The DEA figures are in line with preliminary numbers released by the Centers for Disease Control and Prevention (CDC) this summer that estimated over 72,000 people had died of drug overdoses in 2017.
Health Secretary Alex Azar said Tuesday that toward the end of last year and through the beginning of this year, the number of deaths “has begun to plateau.” This does not necessarily mean deaths are declining, Deaths are just rising at a slower rate.
The report, released Friday, shows that heroin, fentanyl, and other opioids continue to be the highest drug threat in the nation. Preliminary data shows 49,060 people died from opioid-related OD deaths, a rise from the reported 42,249 opioid overdose deaths in 2016.
Specifically, prescription opioid and heroin deaths appear to be leveling off, however, deaths involving fentanyl, cocaine, and methamphetamines are on the rise.

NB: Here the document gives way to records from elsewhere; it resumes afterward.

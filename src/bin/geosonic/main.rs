//! Drives the geosonic pipeline from a recorded trace or a simulated sensor,
//! logging the selected buildings and every note that fires.

use clap::Parser;
use geosonic::{
    args::{
        CommandTask::{Replay, Simulate},
        GeoArgs, ReplayCommand, SimulateCommand,
    },
    building::BuildingSet,
    config::Config,
    coordinator::PipelineCoordinator,
    dummy_sensor::DummySensor,
    geo::Coordinate,
    pose::Millis,
    scheduler::AudioSink,
    sonify::SonificationEvent,
    trace_decoder::{parse_trace, TraceRecord},
};

use log::{info, warn};
use std::{
    fs,
    time::{Duration, Instant},
};

// Example:
// RUST_LOG=info cargo run --bin geosonic --
//                            --dataset  shinjuku.geojson
//                            --radius   1.5
//                            --directional
//                            replay --trace walk.trace

const SIMULATION_INTERVAL: Duration = Duration::from_millis(250);

/// Stands in for the audio engine: every trigger instruction is logged.
struct LogSink;

impl AudioSink for LogSink {
    fn trigger(&mut self, run_id: u64, event: &SonificationEvent) {
        info!(
            "run {} : {:>8.2} Hz {:>5.2} s {:<10} +{:>6} ms  ({})",
            run_id, event.pitch_hz, event.duration_sec, event.timbre, event.offset_ms, event.building_id
        );
    }
}

fn main() {
    env_logger::init();
    let args = GeoArgs::parse();

    let config = match &args.config {
        Some(path) => Config::from_path(path).expect("Failed to read config file"),
        None => Config::default(),
    };
    let config = args.apply_overrides(config);

    let mut pipeline = PipelineCoordinator::new(config, BuildingSet::from_path(&args.dataset));
    if let Some(reason) = pipeline.dataset_error() {
        // Keep going: the pose side still works and the state is visible
        eprintln!("Building dataset unavailable: {}", reason);
    }

    let mut sink = LogSink;
    match &args.command {
        Replay(cmd) => replay(&mut pipeline, cmd, &mut sink),
        Simulate(cmd) => simulate(&mut pipeline, cmd, &mut sink),
    }
}

fn replay(pipeline: &mut PipelineCoordinator, cmd: &ReplayCommand, sink: &mut LogSink) {
    let text = fs::read_to_string(&cmd.trace).expect("Failed to read trace file");
    let mut clock: Millis = 0;
    let mut first = true;

    for (line, record) in parse_trace(&text) {
        let record = match record {
            Ok(record) => record,
            Err(e) => {
                warn!("line {}: unable to parse trace record {:?}", line, e.input);
                continue;
            }
        };

        // Trace time only moves forward; untimed records happen "now"
        let at = record.timestamp().unwrap_or(clock).max(clock);
        if cmd.realtime && !first {
            spin_sleep::sleep(Duration::from_millis(at - clock));
        }
        first = false;
        clock = at;
        pipeline.tick(clock, sink);

        match record {
            TraceRecord::Sensor(event) => {
                if pipeline.handle(event) {
                    report_filtered(pipeline);
                }
            }
            TraceRecord::Trigger(_) => {
                if let Err(e) = pipeline.trigger(clock) {
                    warn!("cannot sonify: {}", e);
                }
            }
        }
    }

    // Let the last run finish
    while let Some(due) = pipeline.next_due() {
        if cmd.realtime {
            spin_sleep::sleep(Duration::from_millis(due.saturating_sub(clock)));
        }
        clock = clock.max(due);
        pipeline.tick(clock, sink);
    }
}

fn simulate(pipeline: &mut PipelineCoordinator, cmd: &SimulateCommand, sink: &mut LogSink) {
    let mut builder = DummySensor::builder()
        .origin(Coordinate::new(cmd.lat, cmd.lon))
        .noise(cmd.noise)
        .interval(SIMULATION_INTERVAL);
    if cmd.no_heading {
        builder = builder.without_heading();
    }
    let mut sensor = builder.build();

    let started = Instant::now();
    let now = || started.elapsed().as_millis() as Millis;

    for step in 1..=cmd.steps {
        spin_sleep::sleep(SIMULATION_INTERVAL);
        if pipeline.drain(&mut sensor) > 0 {
            report_filtered(pipeline);
        }
        if cmd.trigger_every > 0 && step % cmd.trigger_every == 0 {
            if let Err(e) = pipeline.trigger(now()) {
                warn!("cannot sonify: {}", e);
            }
        }
        pipeline.tick(now(), sink);
    }
    sensor.stop();

    while let Some(due) = pipeline.next_due() {
        let elapsed = now();
        if due > elapsed {
            spin_sleep::sleep(Duration::from_millis(due - elapsed));
        }
        pipeline.tick(now(), sink);
    }
}

/// What a renderer would pick up: the pose and the selected buildings.
fn report_filtered(pipeline: &PipelineCoordinator) {
    let Some(pose) = pipeline.pose() else {
        return;
    };
    let heading = pose
        .heading
        .map(|h| format!("{:.1}", h.degrees()))
        .unwrap_or_else(|| "none".to_owned());
    info!(
        "pose {:.5},{:.5} heading {} : {} buildings selected",
        pose.position.coordinate.lat,
        pose.position.coordinate.lon,
        heading,
        pipeline.filtered().len()
    );
    for item in pipeline.filtered() {
        info!(
            "    {:<16} {:>6.3} km {:>5.1} deg  {}",
            item.building.id,
            item.distance_km,
            item.bearing_deg,
            item.building.name.as_deref().unwrap_or("")
        );
    }
}
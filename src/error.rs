//! Errors that cross module boundaries. Capability loss is deliberately not
//! in here: it is reported as a [`SensorEvent`](crate::sensor::SensorEvent)
//! and kept as state, never returned as an `Err`.

use std::{borrow::Cow, error::Error, fmt};

/// The building dataset could not be loaded. Filtering and sonification
/// have nothing to work on when this happens.
#[derive(Debug)]
pub enum DatasetError {
    /// Reading the file failed
    Io(std::io::Error),
    /// The document is not valid JSON, or not shaped like GeoJSON
    Json(serde_json::Error),
    /// The document parsed, but its top-level `type` is not
    /// `FeatureCollection`
    NotFeatureCollection(String),
}

impl fmt::Display for DatasetError {
    fn fmt(&self, f: &mut fmt::Formatter) -> fmt::Result {
        let msg = match self {
            DatasetError::Io(error) => Cow::from(format!("io error: {}", error)),
            DatasetError::Json(error) => Cow::from(format!("json error: {}", error)),
            DatasetError::NotFeatureCollection(kind) => {
                Cow::from(format!("expected a FeatureCollection, found {:?}", kind))
            }
        };

        write!(f, "{}", msg)
    }
}

impl Error for DatasetError {}

impl From<std::io::Error> for DatasetError {
    fn from(value: std::io::Error) -> Self {
        Self::Io(value)
    }
}

impl From<serde_json::Error> for DatasetError {
    fn from(value: serde_json::Error) -> Self {
        Self::Json(value)
    }
}

/// The configuration file could not be read.
#[derive(Debug)]
pub enum ConfigError {
    /// Reading the file failed
    Io(std::io::Error),
    /// The file is not valid RON for a [`Config`](crate::config::Config)
    Ron(ron::de::SpannedError),
}

impl fmt::Display for ConfigError {
    fn fmt(&self, f: &mut fmt::Formatter) -> fmt::Result {
        match self {
            ConfigError::Io(error) => write!(f, "io error: {}", error),
            ConfigError::Ron(error) => write!(f, "ron error: {}", error),
        }
    }
}

impl Error for ConfigError {}

impl From<std::io::Error> for ConfigError {
    fn from(value: std::io::Error) -> Self {
        Self::Io(value)
    }
}

impl From<ron::de::SpannedError> for ConfigError {
    fn from(value: ron::de::SpannedError) -> Self {
        Self::Ron(value)
    }
}

/// Returned by the [`PipelineCoordinator`](crate::coordinator::PipelineCoordinator)
/// when a request cannot be served.
#[derive(Debug, Clone, PartialEq, Eq)]
pub enum PipelineError {
    /// No building dataset was loaded; carries the load failure message
    DatasetUnavailable(String),
}

impl fmt::Display for PipelineError {
    fn fmt(&self, f: &mut fmt::Formatter) -> fmt::Result {
        match self {
            PipelineError::DatasetUnavailable(reason) => {
                write!(f, "building dataset unavailable: {}", reason)
            }
        }
    }
}

impl Error for PipelineError {}

#[cfg(test)]
mod tests {
    use super::*;

    #[test]
    fn messages_name_the_failure() {
        let err = DatasetError::NotFeatureCollection("Feature".to_owned());
        assert_eq!(err.to_string(), "expected a FeatureCollection, found \"Feature\"");

        let err = PipelineError::DatasetUnavailable("io error: gone".to_owned());
        assert_eq!(err.to_string(), "building dataset unavailable: io error: gone");
    }

    #[test]
    fn io_errors_convert() {
        let io = std::io::Error::new(std::io::ErrorKind::NotFound, "missing");
        assert!(matches!(DatasetError::from(io), DatasetError::Io(_)));
        let io = std::io::Error::new(std::io::ErrorKind::NotFound, "missing");
        assert!(matches!(ConfigError::from(io), ConfigError::Io(_)));
    }
}
//! Core library for laying out named rectangles on a canvas that grows to fit.
//!
//! - Algorithm: binary-tree growing packer (find free slot, split, grow right or down)
//! - Input: delimited cut lists (`name,width,height,quantity`) with unit scaling and orientation
//! - Pipeline: `pack_layout` sorts blocks and returns a `Layout` with frames and unplaced blocks
//! - Output: JSON export, SVG rendering with labels, optional PNG preview
//!
//! Quick example:
//! ```ignore
//! use growpack_core::{Block, PackerConfig, pack_layout};
//! # fn main() -> growpack_core::Result<()> {
//! let blocks = vec![
//!     Block::new("side panel".to_string(), 3.0, 5.0),
//!     Block::new("shelf".to_string(), 3.0, 5.0),
//! ];
//! let layout = pack_layout(blocks, PackerConfig::default())?;
//! layout.ensure_complete()?;
//! println!("canvas: {}x{}", layout.width, layout.height);
//! # Ok(()) }
//! ```

pub mod config;
pub mod error;
pub mod export;
pub mod input;
pub mod layout;
pub mod model;
pub mod packer;
pub mod render;

pub use config::*;
pub use error::*;
pub use export::*;
pub use input::*;
pub use layout::*;
pub use model::*;
pub use packer::*;
pub use render::*;

/// Convenience prelude for common types and functions.
/// Importing `growpack_core::prelude::*` brings the primary APIs into scope.
pub mod prelude {
    pub use crate::config::{InputConfig, PackerConfig, PackerConfigBuilder, RenderOptions, SortOrder};
    pub use crate::model::{Block, Frame, Layout, LayoutStats, Placement, Rect};
    pub use crate::packer::{GrowDirection, GrowingPacker, GrowthEvent, Packer};
    pub use crate::{pack_layout, parse_items, read_items, render_svg, to_json};
}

Fentanyl is increasingly available in the form of counterfeit prescription pills marketed for illicit street sales and also sold by traffickers on its own, without the presence of other drugs. The DEA also points out that methamphetamine and cocaine are being seen at much higher levels in areas that haven’t historically been hot-spots for those drugs.
The DEA is also concerned that groups are exploiting marijuana legalization to traffic cannabis into the illicit market or to states that don’t have medicinal or recreational-use marijuana laws.
Focusing on the source of illicit drugs
Mexican transnational criminal organizations, including the Sinaloa Cartel and Jalisco New Generation Cartel, remain the greatest criminal drug threat. The cartels are the principal wholesale drug sources for domestic gangs responsible for the street-level distribution of drugs in the U.S.
Mexican cartels continue to make large quantities of cheap methamphetamines that are delivered across our Southern border. Seizures of methamphetamines at the border increased from 8,900 pounds in 2010 to nearly 82,000 pounds thus far in 2018. The drug market continues to be dominated by neighborhood-based street gangs and prison gangs who use drug trafficking as their major source of income.
The DEA said China is the main source of fentanyl and other synthetic opioids that have been flooding the U.S. market. China has pushed back against the characterization, and U.S. officials have been trying to work closely with their Chinese counterparts in stemming the flow.